Tuesday, March 17, 2015

Hello World [a]

I believe a writer or literary artist's job is to manipulate and craft how we feel as a reader or an audience member. You may have noticed, the title of my blog is called the The Art of Crafting Emotions. The reason for this is that I love filling my life with stories from all walks of life. I am writer myself and as such, I normally don't find people who are willing to listen to (or heaven forbid engage in) in-depth discussions as I pick apart and analyze the crap out of characters and storylines from books, movies, TV shows, songs, and the occasional fan fiction / alternate universe story.
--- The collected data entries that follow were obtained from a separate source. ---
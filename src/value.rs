//! Decoded storage values.

use alloy_primitives::{Address, Bytes, I256, U256};
use serde::ser::{SerializeMap, SerializeSeq};
use serde::{Serialize, Serializer};
use std::fmt;

/// A fully decoded storage value.
#[derive(Debug, Clone, PartialEq, Eq)]
pub enum DecodedValue {
    Bool(bool),
    /// Unsigned integer of any width up to 256 bits
    Uint(U256),
    /// Signed integer, already sign-extended
    Int(I256),
    Address(Address),
    /// `bytesN`
    FixedBytes(Bytes),
    /// Dynamic `bytes`
    Bytes(Bytes),
    String(String),
    /// Struct members in declaration order
    Struct(Vec<(String, DecodedValue)>),
    /// Elements of a fixed-size array
    Array(Vec<DecodedValue>),
    /// Bytes of a type without a dedicated interpretation
    Raw(Bytes),
}

impl DecodedValue {
    pub fn as_bool(&self) -> Option<bool> {
        match self {
            Self::Bool(b) => Some(*b),
            _ => None,
        }
    }

    pub fn as_uint(&self) -> Option<U256> {
        match self {
            Self::Uint(v) => Some(*v),
            _ => None,
        }
    }

    /// Unsigned value narrowed to `u64`, if it fits.
    pub fn as_u64(&self) -> Option<u64> {
        self.as_uint().and_then(|v| u64::try_from(v).ok())
    }

    pub fn as_int(&self) -> Option<I256> {
        match self {
            Self::Int(v) => Some(*v),
            _ => None,
        }
    }

    /// Signed value narrowed to `i64`, if it fits.
    pub fn as_i64(&self) -> Option<i64> {
        self.as_int().and_then(|v| i64::try_from(v).ok())
    }

    pub fn as_address(&self) -> Option<Address> {
        match self {
            Self::Address(a) => Some(*a),
            _ => None,
        }
    }

    pub fn as_str(&self) -> Option<&str> {
        match self {
            Self::String(s) => Some(s.as_str()),
            _ => None,
        }
    }

    /// Byte content of `bytesN`, `bytes` and raw values.
    pub fn as_bytes(&self) -> Option<&[u8]> {
        match self {
            Self::FixedBytes(b) | Self::Bytes(b) | Self::Raw(b) => Some(b.as_ref()),
            _ => None,
        }
    }

    /// Look up a struct member by label.
    pub fn member(&self, label: &str) -> Option<&DecodedValue> {
        match self {
            Self::Struct(members) => members.iter().find(|(l, _)| l == label).map(|(_, v)| v),
            _ => None,
        }
    }

    /// Look up a fixed-array element.
    pub fn element(&self, index: usize) -> Option<&DecodedValue> {
        match self {
            Self::Array(items) => items.get(index),
            _ => None,
        }
    }
}

impl fmt::Display for DecodedValue {
    fn fmt(&self, f: &mut fmt::Formatter<'_>) -> fmt::Result {
        match self {
            Self::Bool(b) => write!(f, "{b}"),
            Self::Uint(v) => write!(f, "{v}"),
            Self::Int(v) => write!(f, "{v}"),
            Self::Address(a) => write!(f, "{}", a.to_checksum(None)),
            Self::FixedBytes(b) | Self::Bytes(b) | Self::Raw(b) => write!(f, "0x{}", hex::encode(b)),
            Self::String(s) => write!(f, "{s:?}"),
            Self::Struct(members) => {
                f.write_str("{ ")?;
                for (i, (label, value)) in members.iter().enumerate() {
                    if i > 0 {
                        f.write_str(", ")?;
                    }
                    write!(f, "{label}: {value}")?;
                }
                f.write_str(" }")
            }
            Self::Array(items) => {
                f.write_str("[")?;
                for (i, item) in items.iter().enumerate() {
                    if i > 0 {
                        f.write_str(", ")?;
                    }
                    write!(f, "{item}")?;
                }
                f.write_str("]")
            }
        }
    }
}

/// Integers serialize as decimal strings so 256-bit values survive JSON consumers.
impl Serialize for DecodedValue {
    fn serialize<S: Serializer>(&self, serializer: S) -> Result<S::Ok, S::Error> {
        match self {
            Self::Bool(b) => serializer.serialize_bool(*b),
            Self::Uint(v) => serializer.serialize_str(&v.to_string()),
            Self::Int(v) => serializer.serialize_str(&v.to_string()),
            Self::Address(a) => serializer.serialize_str(&a.to_checksum(None)),
            Self::FixedBytes(b) | Self::Bytes(b) | Self::Raw(b) => {
                serializer.serialize_str(&format!("0x{}", hex::encode(b)))
            }
            Self::String(s) => serializer.serialize_str(s),
            Self::Struct(members) => {
                let mut map = serializer.serialize_map(Some(members.len()))?;
                for (label, value) in members {
                    map.serialize_entry(label, value)?;
                }
                map.end()
            }
            Self::Array(items) => {
                let mut seq = serializer.serialize_seq(Some(items.len()))?;
                for item in items {
                    seq.serialize_element(item)?;
                }
                seq.end()
            }
        }
    }
}

#[cfg(test)]
mod tests {
    use super::*;

    #[test]
    fn test_display_scalars() {
        assert_eq!(DecodedValue::Uint(U256::from(500)).to_string(), "500");
        assert_eq!(DecodedValue::Int(I256::try_from(-128i64).unwrap()).to_string(), "-128");
        assert_eq!(DecodedValue::Bool(true).to_string(), "true");
        assert_eq!(DecodedValue::FixedBytes(Bytes::from(vec![0xbe, 0xef])).to_string(), "0xbeef");
        assert_eq!(DecodedValue::String("hi".into()).to_string(), "\"hi\"");
    }

    #[test]
    fn test_display_struct() {
        let value = DecodedValue::Struct(vec![
            ("num".into(), DecodedValue::Uint(U256::from(9))),
            ("msg".into(), DecodedValue::String("Hello".into())),
        ]);
        assert_eq!(value.to_string(), "{ num: 9, msg: \"Hello\" }");
    }

    #[test]
    fn test_serialize_json() {
        let value = DecodedValue::Struct(vec![
            ("num".into(), DecodedValue::Uint(U256::MAX)),
            ("neg".into(), DecodedValue::Int(I256::MINUS_ONE)),
            ("trio".into(), DecodedValue::Array(vec![DecodedValue::Bool(false)])),
        ]);
        let json = serde_json::to_value(&value).unwrap();
        assert_eq!(json["num"], U256::MAX.to_string());
        assert_eq!(json["neg"], "-1");
        assert_eq!(json["trio"][0], false);
    }

    #[test]
    fn test_accessors() {
        let value = DecodedValue::Struct(vec![("a".into(), DecodedValue::Uint(U256::from(20)))]);
        assert_eq!(value.member("a").and_then(DecodedValue::as_u64), Some(20));
        assert!(value.member("b").is_none());
        assert!(value.as_uint().is_none());
        assert_eq!(DecodedValue::Int(I256::MINUS_ONE).as_i64(), Some(-1));
    }
}
//! Per-endpoint HTTP counters, reported under `http` in `GET /metrics`.
//!
//! Endpoints are keyed by their route pattern (`GET /api/v1/health`), never by
//! the raw path, so unmatched requests (scanners, typos) collapse into a single `unmatched` entry.

use crate::state::AppState;
use actix_web::{
    dev::{forward_ready, Service, ServiceRequest, ServiceResponse, Transform},
    web, Error,
};
use futures_util::future::LocalBoxFuture;
use std::{
    future::{ready, Ready},
    time::Instant,
};

pub struct MetricsMiddleware;

impl<S, B> Transform<S, ServiceRequest> for MetricsMiddleware
where
    S: Service<ServiceRequest, Response = ServiceResponse<B>, Error = Error>,
    S::Future: 'static,
    B: 'static,
{
    type Response = ServiceResponse<B>;
    type Error = Error;
    type InitError = ();
    type Transform = MetricsMiddlewareService<S>;
    type Future = Ready<Result<Self::Transform, Self::InitError>>;

    fn new_transform(&self, service: S) -> Self::Future {
        ready(Ok(MetricsMiddlewareService { service }))
    }
}

pub struct MetricsMiddlewareService<S> {
    service: S,
}

impl<S, B> Service<ServiceRequest> for MetricsMiddlewareService<S>
where
    S: Service<ServiceRequest, Response = ServiceResponse<B>, Error = Error>,
    S::Future: 'static,
    B: 'static,
{
    type Response = ServiceResponse<B>;
    type Error = Error;
    type Future = LocalBoxFuture<'static, Result<Self::Response, Self::Error>>;

    forward_ready!(service);

    fn call(&self, req: ServiceRequest) -> Self::Future {
        let start_time = Instant::now();
        let method = req.method().to_string();
        let app_state = req.app_data::<web::Data<AppState>>().cloned();

        let fut = self.service.call(req);

        Box::pin(async move {
            let result = fut.await;
            let Some(app_state) = app_state else {
                return result;
            };

            let duration_ms = start_time.elapsed().as_millis() as u64;
            let (pattern, is_error) = match &result {
                Ok(response) => {
                    let status = response.status();
                    (
                        response.request().match_pattern(),
                        status.is_client_error() || status.is_server_error(),
                    )
                }
                Err(_) => (None, true),
            };

            let endpoint = format!("{} {}", method, pattern.as_deref().unwrap_or("unmatched"));
            app_state.record_request(&endpoint, duration_ms, is_error);

            result
        })
    }
}
//! # Session Registry
//!
//! Process-wide table of calls that are currently bridging, keyed by call id.
//! Sessions insert themselves when `start` succeeds and remove themselves during
//! teardown; the health and metrics endpoints only read it.
//!
//! ## Thread Safety:
//! Uses `Arc<RwLock<HashMap>>` so many readers (metrics scrapes) and the
//! occasional writer (a session transition) never race. Clones share the map.

use chrono::{DateTime, Utc};
use serde::Serialize;
use std::collections::HashMap;
use std::sync::atomic::{AtomicU64, Ordering};
use std::sync::{Arc, RwLock};

/// What the registry knows about one active call.
#[derive(Debug, Clone, PartialEq, Serialize)]
pub struct CallPresence {
    pub call_sid: String,
    pub room_name: String,
    pub stream_sid: String,
    pub started_at: DateTime<Utc>,
}

/// Counters accumulated from every session that has ended.
#[derive(Debug, Default)]
pub struct BridgeTotals {
    pub calls_completed: AtomicU64,
    pub calls_failed: AtomicU64,
    pub media_received: AtomicU64,
    pub ingress_submitted: AtomicU64,
    pub ingress_dropped: AtomicU64,
    pub egress_sent: AtomicU64,
    pub egress_skipped: AtomicU64,
}

/// Serializable copy of [`BridgeTotals`].
#[derive(Debug, Clone, Copy, Default, PartialEq, Eq, Serialize)]
pub struct BridgeTotalsSnapshot {
    pub calls_completed: u64,
    pub calls_failed: u64,
    pub media_received: u64,
    pub ingress_submitted: u64,
    pub ingress_dropped: u64,
    pub egress_sent: u64,
    pub egress_skipped: u64,
}

impl BridgeTotals {
    pub fn snapshot(&self) -> BridgeTotalsSnapshot {
        BridgeTotalsSnapshot {
            calls_completed: self.calls_completed.load(Ordering::Relaxed),
            calls_failed: self.calls_failed.load(Ordering::Relaxed),
            media_received: self.media_received.load(Ordering::Relaxed),
            ingress_submitted: self.ingress_submitted.load(Ordering::Relaxed),
            ingress_dropped: self.ingress_dropped.load(Ordering::Relaxed),
            egress_sent: self.egress_sent.load(Ordering::Relaxed),
            egress_skipped: self.egress_skipped.load(Ordering::Relaxed),
        }
    }
}

/// Tracks active calls and the totals of finished ones.
#[derive(Debug, Clone, Default)]
pub struct SessionRegistry {
    calls: Arc<RwLock<HashMap<String, CallPresence>>>,
    totals: Arc<BridgeTotals>,
}

impl SessionRegistry {
    pub fn new() -> Self {
        Self::default()
    }

    /// Record a call as bridging. Returns `false` if the id is already present,
    /// in which case the existing entry is left alone.
    pub fn insert(&self, presence: CallPresence) -> bool {
        let mut calls = self.calls.write().unwrap();
        if calls.contains_key(&presence.call_sid) {
            return false;
        }
        calls.insert(presence.call_sid.clone(), presence);
        true
    }

    /// Remove a call (teardown). Returns whether it was present.
    pub fn remove(&self, call_sid: &str) -> bool {
        self.calls.write().unwrap().remove(call_sid).is_some()
    }

    /// Number of active calls.
    pub fn len(&self) -> usize {
        self.calls.read().unwrap().len()
    }

    pub fn is_empty(&self) -> bool {
        self.len() == 0
    }

    /// All active calls, oldest first.
    pub fn snapshot(&self) -> Vec<CallPresence> {
        let mut calls: Vec<CallPresence> = self.calls.read().unwrap().values().cloned().collect();
        calls.sort_by(|a, b| a.started_at.cmp(&b.started_at).then(a.call_sid.cmp(&b.call_sid)));
        calls
    }

    pub fn totals(&self) -> &BridgeTotals {
        &self.totals
    }
}

#[cfg(test)]
impl SessionRegistry {
    pub fn contains(&self, call_sid: &str) -> bool {
        self.calls.read().unwrap().contains_key(call_sid)
    }

    pub fn get(&self, call_sid: &str) -> Option<CallPresence> {
        self.calls.read().unwrap().get(call_sid).cloned()
    }
}

#[cfg(test)]
mod tests {
    use super::*;
    use std::thread;

    fn presence(call_sid: &str) -> CallPresence {
        CallPresence {
            call_sid: call_sid.to_string(),
            room_name: format!("call-{}", call_sid),
            stream_sid: format!("MZ-{}", call_sid),
            started_at: Utc::now(),
        }
    }

    #[test]
    fn test_insert_and_remove() {
        let registry = SessionRegistry::new();
        assert!(registry.insert(presence("CA1")));
        assert!(!registry.insert(presence("CA1")));
        assert_eq!(registry.len(), 1);
        assert_eq!(registry.get("CA1").unwrap().room_name, "call-CA1");

        assert!(registry.remove("CA1"));
        assert!(!registry.remove("CA1"));
        assert!(registry.is_empty());
    }

    #[test]
    fn test_concurrent_writers() {
        let registry = SessionRegistry::new();
        let handles: Vec<_> = (0..8)
            .map(|worker| {
                let registry = registry.clone();
                thread::spawn(move || {
                    for i in 0..50 {
                        let sid = format!("CA{}-{}", worker, i);
                        registry.insert(presence(&sid));
                        if i % 2 == 0 {
                            registry.remove(&sid);
                        }
                    }
                })
            })
            .collect();

        for handle in handles {
            handle.join().unwrap();
        }
        assert_eq!(registry.len(), 8 * 25);
        assert_eq!(registry.snapshot().len(), 8 * 25);
    }
}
As much as I love to talk, there are people who might want me to "stop inflicting [my] opinions on the world" [1]. Ergo, I decided to inflict my opinions on the cyber-world. (That was an invitation for you to roll your eyes there). 

If you are a keen reader (and likely a bored individual, if you happen to be surfing through blogs or Buzzfeed when you should be working or otherwise being more productive), you may have noticed that I just threw in a quote from one of my favorite TV shows in the preceding paragraph. (If you are a really keen reader, you will have also noticed the irony of it, given the circumstances in which the original quote was uttered). 

I happen to be one of those eccentrics who actually quote stuff in real life, so naturally I transfer that tendency into my writing as well. But, as a member of the scientific community in the STEM field, I have picked up this useful skill of citing everything that I quote or refer to in my papers / publications that I will employ right here using a semi-MLA citation format. If anyone out there cares to correct my citations or picks up on something that I missed, go ahead and comment on the post. All opinions / comments are welcome, barring a profuse effusion of profanity. On another note, if I feel like something other than a quote requires an explanation or a reference, I will denote those with an alphabet citation (like the one in the title of this post).


References 
[1] BBC's Sherlock, Season 1 Episode 3 (The Great Game)

[a] Hello World is normally the first program that a fledgling programmer would write when picking up a programming language like C++ or Java.